(The data Opens)

//! Board orchestration: bootstrap from the snapshot or the feed, then react to
//! sort / date-range / delete events.

use std::path::PathBuf;
use std::sync::Arc;
use std::time::Duration;

use anyhow::Result;
use async_trait::async_trait;
use tokio::sync::{Mutex, OnceCell};
use tracing::{debug, info, info_span, warn, Instrument};
use twubric_core::{BoardState, DateRange, Phase, Record, RecordId, RecordOrigin, SortKey, TransitionError};
use twubric_storage::{FeedFetcher, FetchError, HttpClientConfig, SnapshotStore};
use uuid::Uuid;

pub const CRATE_NAME: &str = "twubric-pipeline";

pub const DEFAULT_FEED_URL: &str = "https://gist.githubusercontent.com/pandemonia/21703a6a303e0487a73b2610c8db41ab/raw/82e3ef99cde5b6e313922a5ccce7f38e17f790ac/twubric.json";

#[derive(Debug, Clone, PartialEq, Eq)]
pub struct BoardConfig {
    pub feed_url: String,
    pub data_dir: PathBuf,
    pub snapshot_slot: String,
    pub user_agent: String,
    pub http_timeout_secs: Option<u64>,
    pub web_port: u16,
}

impl Default for BoardConfig {
    fn default() -> Self {
        Self::from_lookup(|_| None)
    }
}

impl BoardConfig {
    pub fn from_env() -> Self {
        Self::from_lookup(|key| std::env::var(key).ok())
    }

    pub fn from_lookup(lookup: impl Fn(&str) -> Option<String>) -> Self {
        Self {
            feed_url: lookup("TWUBRIC_FEED_URL").unwrap_or_else(|| DEFAULT_FEED_URL.to_string()),
            data_dir: lookup("TWUBRIC_DATA_DIR")
                .map(PathBuf::from)
                .unwrap_or_else(|| PathBuf::from("./data")),
            snapshot_slot: lookup("TWUBRIC_SNAPSHOT_SLOT")
                .filter(|v| !v.trim().is_empty())
                .unwrap_or_else(|| "twubric".to_string()),
            user_agent: lookup("TWUBRIC_USER_AGENT")
                .unwrap_or_else(|| "twubric-board/0.1".to_string()),
            http_timeout_secs: lookup("TWUBRIC_HTTP_TIMEOUT_SECS").and_then(|v| v.parse().ok()),
            web_port: lookup("TWUBRIC_WEB_PORT")
                .and_then(|v| v.parse().ok())
                .unwrap_or(8000),
        }
    }

    pub fn http_client_config(&self) -> HttpClientConfig {
        HttpClientConfig {
            timeout: self.http_timeout_secs.map(Duration::from_secs),
            user_agent: Some(self.user_agent.clone()),
        }
    }
}

/// Where the canonical record list comes from when there is no snapshot.
#[async_trait]
pub trait RecordSource: Send + Sync {
    async fn load(&self) -> Result<Vec<Record>, FetchError>;
}

/// Durable slot for the record list. Reads degrade to "absent" and writes never
/// fail the caller; implementations log instead.
#[async_trait]
pub trait SnapshotGateway: Send + Sync {
    async fn read_snapshot(&self) -> Option<Vec<Record>>;
    async fn write_snapshot(&self, records: &[Record]);
}

#[async_trait]
impl RecordSource for FeedFetcher {
    async fn load(&self) -> Result<Vec<Record>, FetchError> {
        self.fetch().await.map(|feed| feed.records)
    }
}

#[async_trait]
impl SnapshotGateway for SnapshotStore {
    async fn read_snapshot(&self) -> Option<Vec<Record>> {
        match self.read().await {
            Ok(records) => records,
            Err(err) => {
                warn!(error = %err, "snapshot unreadable; treating as cache miss");
                None
            }
        }
    }

    async fn write_snapshot(&self, records: &[Record]) {
        match self.write(records).await {
            Ok(stored) => debug!(
                path = %stored.path.display(),
                records = stored.record_count,
                unchanged = stored.unchanged,
                hash = %stored.content_hash,
                "snapshot written"
            ),
            Err(err) => warn!(error = %err, "snapshot write failed; keeping in-memory state"),
        }
    }
}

(The data Closes)

→ Requirement:
Within the material above, find every line containing the word "parse" and copy it.

→ Result below:
            http_timeout_secs: lookup("TWUBRIC_HTTP_TIMEOUT_SECS").and_then(|v| v.parse().ok()),
                .and_then(|v| v.parse().ok())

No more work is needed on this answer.